Instructions to follow → For the records below, print every one exactly, with nothing dropped.

Given data Start Marker

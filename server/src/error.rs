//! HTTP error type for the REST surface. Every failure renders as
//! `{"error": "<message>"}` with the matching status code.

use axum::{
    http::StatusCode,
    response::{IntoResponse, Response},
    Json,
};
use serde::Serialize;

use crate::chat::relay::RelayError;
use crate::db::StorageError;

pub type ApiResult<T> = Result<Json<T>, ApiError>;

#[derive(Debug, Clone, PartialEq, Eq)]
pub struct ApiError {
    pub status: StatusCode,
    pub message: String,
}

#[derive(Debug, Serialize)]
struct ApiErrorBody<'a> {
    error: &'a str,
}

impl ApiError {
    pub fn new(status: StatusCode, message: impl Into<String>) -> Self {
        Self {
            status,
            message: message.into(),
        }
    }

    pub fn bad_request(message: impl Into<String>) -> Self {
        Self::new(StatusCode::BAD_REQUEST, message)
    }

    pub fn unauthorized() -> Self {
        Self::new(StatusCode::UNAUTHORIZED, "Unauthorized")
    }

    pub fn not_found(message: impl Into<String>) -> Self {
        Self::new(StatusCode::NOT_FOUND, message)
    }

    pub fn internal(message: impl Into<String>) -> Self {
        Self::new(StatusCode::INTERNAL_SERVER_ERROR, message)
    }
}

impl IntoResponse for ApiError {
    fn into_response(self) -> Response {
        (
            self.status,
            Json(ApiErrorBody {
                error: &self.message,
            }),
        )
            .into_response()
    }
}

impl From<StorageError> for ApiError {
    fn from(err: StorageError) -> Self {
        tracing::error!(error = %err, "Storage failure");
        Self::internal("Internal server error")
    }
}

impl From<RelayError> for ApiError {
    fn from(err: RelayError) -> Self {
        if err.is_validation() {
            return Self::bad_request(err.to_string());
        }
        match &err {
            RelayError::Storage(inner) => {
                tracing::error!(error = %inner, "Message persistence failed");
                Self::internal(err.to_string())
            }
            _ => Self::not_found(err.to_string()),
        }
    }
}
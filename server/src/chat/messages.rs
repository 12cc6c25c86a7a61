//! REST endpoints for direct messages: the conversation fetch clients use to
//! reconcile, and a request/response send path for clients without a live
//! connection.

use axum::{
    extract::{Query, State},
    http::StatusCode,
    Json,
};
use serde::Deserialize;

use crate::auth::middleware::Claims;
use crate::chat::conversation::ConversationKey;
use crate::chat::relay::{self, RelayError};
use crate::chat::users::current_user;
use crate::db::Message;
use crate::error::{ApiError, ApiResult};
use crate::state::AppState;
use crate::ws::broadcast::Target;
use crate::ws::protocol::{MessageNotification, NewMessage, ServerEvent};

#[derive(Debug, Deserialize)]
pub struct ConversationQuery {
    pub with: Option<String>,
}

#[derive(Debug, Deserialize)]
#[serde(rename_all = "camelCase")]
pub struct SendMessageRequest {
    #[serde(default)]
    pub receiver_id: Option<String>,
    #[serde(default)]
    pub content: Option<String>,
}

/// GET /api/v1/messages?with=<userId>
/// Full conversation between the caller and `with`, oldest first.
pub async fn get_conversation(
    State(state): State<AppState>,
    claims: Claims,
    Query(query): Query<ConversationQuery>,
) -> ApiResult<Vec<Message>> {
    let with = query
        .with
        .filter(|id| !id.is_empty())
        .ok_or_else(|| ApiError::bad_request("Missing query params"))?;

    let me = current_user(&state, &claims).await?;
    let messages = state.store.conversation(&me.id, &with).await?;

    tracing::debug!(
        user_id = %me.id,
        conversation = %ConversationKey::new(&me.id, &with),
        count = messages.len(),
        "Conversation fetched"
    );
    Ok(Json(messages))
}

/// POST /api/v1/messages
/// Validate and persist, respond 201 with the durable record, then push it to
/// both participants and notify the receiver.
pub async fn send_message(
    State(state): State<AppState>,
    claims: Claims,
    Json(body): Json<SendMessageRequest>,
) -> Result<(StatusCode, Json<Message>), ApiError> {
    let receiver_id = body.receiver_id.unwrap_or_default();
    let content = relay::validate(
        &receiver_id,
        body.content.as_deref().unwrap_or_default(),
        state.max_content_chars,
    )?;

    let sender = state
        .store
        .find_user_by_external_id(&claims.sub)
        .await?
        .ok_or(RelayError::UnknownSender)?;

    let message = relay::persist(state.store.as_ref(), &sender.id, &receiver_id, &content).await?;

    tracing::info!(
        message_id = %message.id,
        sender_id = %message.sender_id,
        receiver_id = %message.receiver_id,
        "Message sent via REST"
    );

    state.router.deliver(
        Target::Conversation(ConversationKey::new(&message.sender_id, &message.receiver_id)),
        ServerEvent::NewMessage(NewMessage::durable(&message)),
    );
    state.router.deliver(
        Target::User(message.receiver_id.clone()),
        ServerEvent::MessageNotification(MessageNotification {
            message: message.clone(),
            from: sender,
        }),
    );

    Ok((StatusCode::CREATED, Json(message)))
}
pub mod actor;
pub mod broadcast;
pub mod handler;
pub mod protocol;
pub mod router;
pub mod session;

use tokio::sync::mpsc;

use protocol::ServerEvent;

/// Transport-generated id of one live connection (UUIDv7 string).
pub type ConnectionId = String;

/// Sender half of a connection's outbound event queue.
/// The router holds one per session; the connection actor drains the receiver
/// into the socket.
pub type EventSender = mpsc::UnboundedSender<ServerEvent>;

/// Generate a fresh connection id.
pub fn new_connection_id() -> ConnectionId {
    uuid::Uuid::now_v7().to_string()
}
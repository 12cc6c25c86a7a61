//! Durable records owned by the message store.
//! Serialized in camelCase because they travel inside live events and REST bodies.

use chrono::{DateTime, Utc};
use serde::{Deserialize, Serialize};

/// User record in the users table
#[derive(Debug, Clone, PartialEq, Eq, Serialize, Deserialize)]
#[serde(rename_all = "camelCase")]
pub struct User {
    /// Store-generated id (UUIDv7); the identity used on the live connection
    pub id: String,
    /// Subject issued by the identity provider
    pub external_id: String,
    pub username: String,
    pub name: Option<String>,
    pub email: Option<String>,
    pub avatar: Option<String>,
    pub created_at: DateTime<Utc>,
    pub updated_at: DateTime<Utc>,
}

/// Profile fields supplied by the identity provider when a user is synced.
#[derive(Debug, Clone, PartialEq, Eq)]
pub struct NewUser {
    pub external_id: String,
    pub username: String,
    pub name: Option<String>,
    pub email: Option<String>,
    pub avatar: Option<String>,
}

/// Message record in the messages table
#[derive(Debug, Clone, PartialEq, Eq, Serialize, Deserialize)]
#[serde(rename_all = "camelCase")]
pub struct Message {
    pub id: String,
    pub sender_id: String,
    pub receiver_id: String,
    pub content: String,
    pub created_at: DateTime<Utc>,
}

Given data End Marker

Task response →
filename server/src/error.rs
//! HTTP error type for the REST surface. Every failure renders as
//! `{"error": "<message>"}` with the matching status code.

use axum::{
    http::StatusCode,
    response::{IntoResponse, Response},
    Json,
};
use serde::Serialize;

use crate::chat::relay::RelayError;
use crate::db::StorageError;

pub type ApiResult<T> = Result<Json<T>, ApiError>;

#[derive(Debug, Clone, PartialEq, Eq)]
pub struct ApiError {
    pub status: StatusCode,
    pub message: String,
}

#[derive(Debug, Serialize)]
struct ApiErrorBody<'a> {
    error: &'a str,
}

impl ApiError {
    pub fn new(status: StatusCode, message: impl Into<String>) -> Self {
        Self {
            status,
            message: message.into(),
        }
    }

    pub fn bad_request(message: impl Into<String>) -> Self {
        Self::new(StatusCode::BAD_REQUEST, message)
    }

    pub fn unauthorized() -> Self {
        Self::new(StatusCode::UNAUTHORIZED, "Unauthorized")
    }

    pub fn not_found(message: impl Into<String>) -> Self {
        Self::new(StatusCode::NOT_FOUND, message)
    }

    pub fn internal(message: impl Into<String>) -> Self {
        Self::new(StatusCode::INTERNAL_SERVER_ERROR, message)
    }
}

impl IntoResponse for ApiError {
    fn into_response(self) -> Response {
        (
            self.status,
            Json(ApiErrorBody {
                error: &self.message,
            }),
        )
            .into_response()
    }
}

impl From<StorageError> for ApiError {
    fn from(err: StorageError) -> Self {
        tracing::error!(error = %err, "Storage failure");
        Self::internal("Internal server error")
    }
}

impl From<RelayError> for ApiError {
    fn from(err: RelayError) -> Self {
        if err.is_validation() {
            return Self::bad_request(err.to_string());
        }
        match &err {
            RelayError::Storage(inner) => {
                tracing::error!(error = %inner, "Message persistence failed");
                Self::internal(err.to_string())
            }
            _ => Self::not_found(err.to_string()),
        }
    }
}
filename server/src/chat/messages.rs
repository 12cc6c25c86a7a61
//! REST endpoints for direct messages: the conversation fetch clients use to
//! reconcile, and a request/response send path for clients without a live
//! connection.

use axum::{
    extract::{Query, State},
    http::StatusCode,
    Json,
};
use serde::Deserialize;

use crate::auth::middleware::Claims;
use crate::chat::conversation::ConversationKey;
use crate::chat::relay::{self, RelayError};
use crate::chat::users::current_user;
use crate::db::Message;
use crate::error::{ApiError, ApiResult};
use crate::state::AppState;
use crate::ws::broadcast::Target;
use crate::ws::protocol::{MessageNotification, NewMessage, ServerEvent};

#[derive(Debug, Deserialize)]
pub struct ConversationQuery {
    pub with: Option<String>,
}

#[derive(Debug, Deserialize)]
#[serde(rename_all = "camelCase")]
pub struct SendMessageRequest {
    #[serde(default)]
    pub receiver_id: Option<String>,
    #[serde(default)]
    pub content: Option<String>,
}

/// GET /api/v1/messages?with=<userId>
/// Full conversation between the caller and `with`, oldest first.
pub async fn get_conversation(
    State(state): State<AppState>,
    claims: Claims,
    Query(query): Query<ConversationQuery>,
) -> ApiResult<Vec<Message>> {
    let with = query
        .with
        .filter(|id| !id.is_empty())
        .ok_or_else(|| ApiError::bad_request("Missing query params"))?;

    let me = current_user(&state, &claims).await?;
    let messages = state.store.conversation(&me.id, &with).await?;

    tracing::debug!(
        user_id = %me.id,
        conversation = %ConversationKey::new(&me.id, &with),
        count = messages.len(),
        "Conversation fetched"
    );
    Ok(Json(messages))
}

/// POST /api/v1/messages
/// Validate and persist, respond 201 with the durable record, then push it to
/// both participants and notify the receiver.
pub async fn send_message(
    State(state): State<AppState>,
    claims: Claims,
    Json(body): Json<SendMessageRequest>,
) -> Result<(StatusCode, Json<Message>), ApiError> {
    let receiver_id = body.receiver_id.unwrap_or_default();
    let content = relay::validate(
        &receiver_id,
        body.content.as_deref().unwrap_or_default(),
        state.max_content_chars,
    )?;

    let sender = state
        .store
        .find_user_by_external_id(&claims.sub)
        .await?
        .ok_or(RelayError::UnknownSender)?;

    let message = relay::persist(state.store.as_ref(), &sender.id, &receiver_id, &content).await?;

    tracing::info!(
        message_id = %message.id,
        sender_id = %message.sender_id,
        receiver_id = %message.receiver_id,
        "Message sent via REST"
    );

    state.router.deliver(
        Target::Conversation(ConversationKey::new(&message.sender_id, &message.receiver_id)),
        ServerEvent::NewMessage(NewMessage::durable(&message)),
    );
    state.router.deliver(
        Target::User(message.receiver_id.clone()),
        ServerEvent::MessageNotification(MessageNotification {
            message: message.clone(),
            from: sender,
        }),
    );

    Ok((StatusCode::CREATED, Json(message)))
}
pub mod actor;
pub mod broadcast;
pub mod handler;
pub mod protocol;
pub mod router;
pub mod session;

use tokio::sync::mpsc;

use protocol::ServerEvent;

/// Transport-generated id of one live connection (UUIDv7 string).
pub type ConnectionId = String;

/// Sender half of a connection's outbound event queue.
/// The router holds one per session; the connection actor drains the receiver
/// into the socket.
pub type EventSender = mpsc::UnboundedSender<ServerEvent>;

/// Generate a fresh connection id.
pub fn new_connection_id() -> ConnectionId {
    uuid::Uuid::now_v7().to_string()
}
repository 12cc6c25c86a7a61
//! Durable records owned by the message store.
//! Serialized in camelCase because they travel inside live events and REST bodies.

use chrono::{DateTime, Utc};
use serde::{Deserialize, Serialize};

/// User record in the users table
#[derive(Debug, Clone, PartialEq, Eq, Serialize, Deserialize)]
#[serde(rename_all = "camelCase")]
pub struct User {
    /// Store-generated id (UUIDv7); the identity used on the live connection
    pub id: String,
    /// Subject issued by the identity provider
    pub external_id: String,
    pub username: String,
    pub name: Option<String>,
    pub email: Option<String>,
    pub avatar: Option<String>,
    pub created_at: DateTime<Utc>,
    pub updated_at: DateTime<Utc>,
}

/// Profile fields supplied by the identity provider when a user is synced.
#[derive(Debug, Clone, PartialEq, Eq)]
pub struct NewUser {
    pub external_id: String,
    pub username: String,
    pub name: Option<String>,
    pub email: Option<String>,
    pub avatar: Option<String>,
}

/// Message record in the messages table
#[derive(Debug, Clone, PartialEq, Eq, Serialize, Deserialize)]
#[serde(rename_all = "camelCase")]
pub struct Message {
    pub id: String,
    pub sender_id: String,
    pub receiver_id: String,
    pub content: String,
    pub created_at: DateTime<Utc>,
}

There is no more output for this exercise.